» **Exercise details**:
In the records below, tally each line that contains the word "PartialEq" and give the total only.

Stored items
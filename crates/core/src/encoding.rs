//! Canonical byte encoding of signable entities.
//!
//! Every integer is written little-endian through `to_le_bytes`, so the
//! produced bytes are identical on every host regardless of its native byte
//! order. Signing and verification both go through [`encode_signable`].

use std::fmt;
use std::sync::OnceLock;
use thiserror::Error;

/// An entity with a canonical signable byte form.
pub trait Signable {
    /// Write the signable fields, in their fixed order, into `encoder`.
    fn write_signable(&self, encoder: &mut SignableEncoder);
}

/// Encode the signable fields of an entity.
pub fn encode_signable<T: Signable + ?Sized>(entity: &T) -> Vec<u8> {
    let mut encoder = SignableEncoder::new();
    entity.write_signable(&mut encoder);
    encoder.finish()
}

/// Append-only little-endian byte writer.
#[derive(Debug, Default)]
pub struct SignableEncoder {
    buf: Vec<u8>,
}

impl SignableEncoder {
    pub fn new() -> Self {
        Self::default()
    }

    pub fn put_i32(&mut self, value: i32) -> &mut Self {
        self.buf.extend_from_slice(&value.to_le_bytes());
        self
    }

    pub fn put_u32(&mut self, value: u32) -> &mut Self {
        self.buf.extend_from_slice(&value.to_le_bytes());
        self
    }

    pub fn put_i64(&mut self, value: i64) -> &mut Self {
        self.buf.extend_from_slice(&value.to_le_bytes());
        self
    }

    pub fn put_u64(&mut self, value: u64) -> &mut Self {
        self.buf.extend_from_slice(&value.to_le_bytes());
        self
    }

    /// One byte: `0x01` for true, `0x00` for false.
    pub fn put_bool(&mut self, value: bool) -> &mut Self {
        self.buf.push(u8::from(value));
        self
    }

    /// Raw bytes, no length prefix.
    pub fn put_bytes(&mut self, bytes: &[u8]) -> &mut Self {
        self.buf.extend_from_slice(bytes);
        self
    }

    pub fn len(&self) -> usize {
        self.buf.len()
    }

    pub fn is_empty(&self) -> bool {
        self.buf.is_empty()
    }

    pub fn finish(self) -> Vec<u8> {
        self.buf
    }
}

/// Errors raised while decoding a fixed-layout buffer.
#[derive(Debug, Error, Clone, PartialEq, Eq)]
pub enum DecodeError {
    #[error("unexpected end of input: needed {needed} bytes at offset {offset}, {remaining} left")]
    UnexpectedEnd {
        offset: usize,
        needed: usize,
        remaining: usize,
    },
    #[error("invalid boolean byte {0:#04x}")]
    InvalidBool(u8),
    #[error("{0} trailing bytes")]
    TrailingBytes(usize),
}

/// Bounds-checked little-endian reader, the decoding side of [`SignableEncoder`].
#[derive(Debug)]
pub struct ByteReader<'a> {
    bytes: &'a [u8],
    offset: usize,
}

impl<'a> ByteReader<'a> {
    pub fn new(bytes: &'a [u8]) -> Self {
        Self { bytes, offset: 0 }
    }

    pub fn remaining(&self) -> usize {
        self.bytes.len() - self.offset
    }

    pub fn take(&mut self, len: usize) -> Result<&'a [u8], DecodeError> {
        if self.remaining() < len {
            return Err(DecodeError::UnexpectedEnd {
                offset: self.offset,
                needed: len,
                remaining: self.remaining(),
            });
        }
        let slice = &self.bytes[self.offset..self.offset + len];
        self.offset += len;
        Ok(slice)
    }

    pub fn take_array<const N: usize>(&mut self) -> Result<[u8; N], DecodeError> {
        let mut out = [0u8; N];
        out.copy_from_slice(self.take(N)?);
        Ok(out)
    }

    pub fn read_i32(&mut self) -> Result<i32, DecodeError> {
        Ok(i32::from_le_bytes(self.take_array()?))
    }

    pub fn read_u32(&mut self) -> Result<u32, DecodeError> {
        Ok(u32::from_le_bytes(self.take_array()?))
    }

    pub fn read_i64(&mut self) -> Result<i64, DecodeError> {
        Ok(i64::from_le_bytes(self.take_array()?))
    }

    pub fn read_u64(&mut self) -> Result<u64, DecodeError> {
        Ok(u64::from_le_bytes(self.take_array()?))
    }

    pub fn read_bool(&mut self) -> Result<bool, DecodeError> {
        match self.take(1)?[0] {
            0 => Ok(false),
            1 => Ok(true),
            other => Err(DecodeError::InvalidBool(other)),
        }
    }

    /// Fail unless every byte has been consumed.
    pub fn finish(self) -> Result<(), DecodeError> {
        match self.remaining() {
            0 => Ok(()),
            n => Err(DecodeError::TrailingBytes(n)),
        }
    }
}

/// Lazily computed signable bytes, scoped to one entity instance.
///
/// The owning entity keeps its signed fields immutable after construction, so
/// the first computed value stays valid. Ignored by equality and by serde.
#[derive(Clone, Default)]
pub struct SignableCache(OnceLock<Vec<u8>>);

impl SignableCache {
    pub fn get_or_init(&self, f: impl FnOnce() -> Vec<u8>) -> &[u8] {
        self.0.get_or_init(f)
    }

    pub fn is_filled(&self) -> bool {
        self.0.get().is_some()
    }
}

impl PartialEq for SignableCache {
    fn eq(&self, _other: &Self) -> bool {
        true
    }
}

impl Eq for SignableCache {}

impl fmt::Debug for SignableCache {
    fn fmt(&self, f: &mut fmt::Formatter<'_>) -> fmt::Result {
        match self.0.get() {
            Some(bytes) => write!(f, "SignableCache({} bytes)", bytes.len()),
            None => write!(f, "SignableCache(empty)"),
        }
    }
}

» **Response**:
2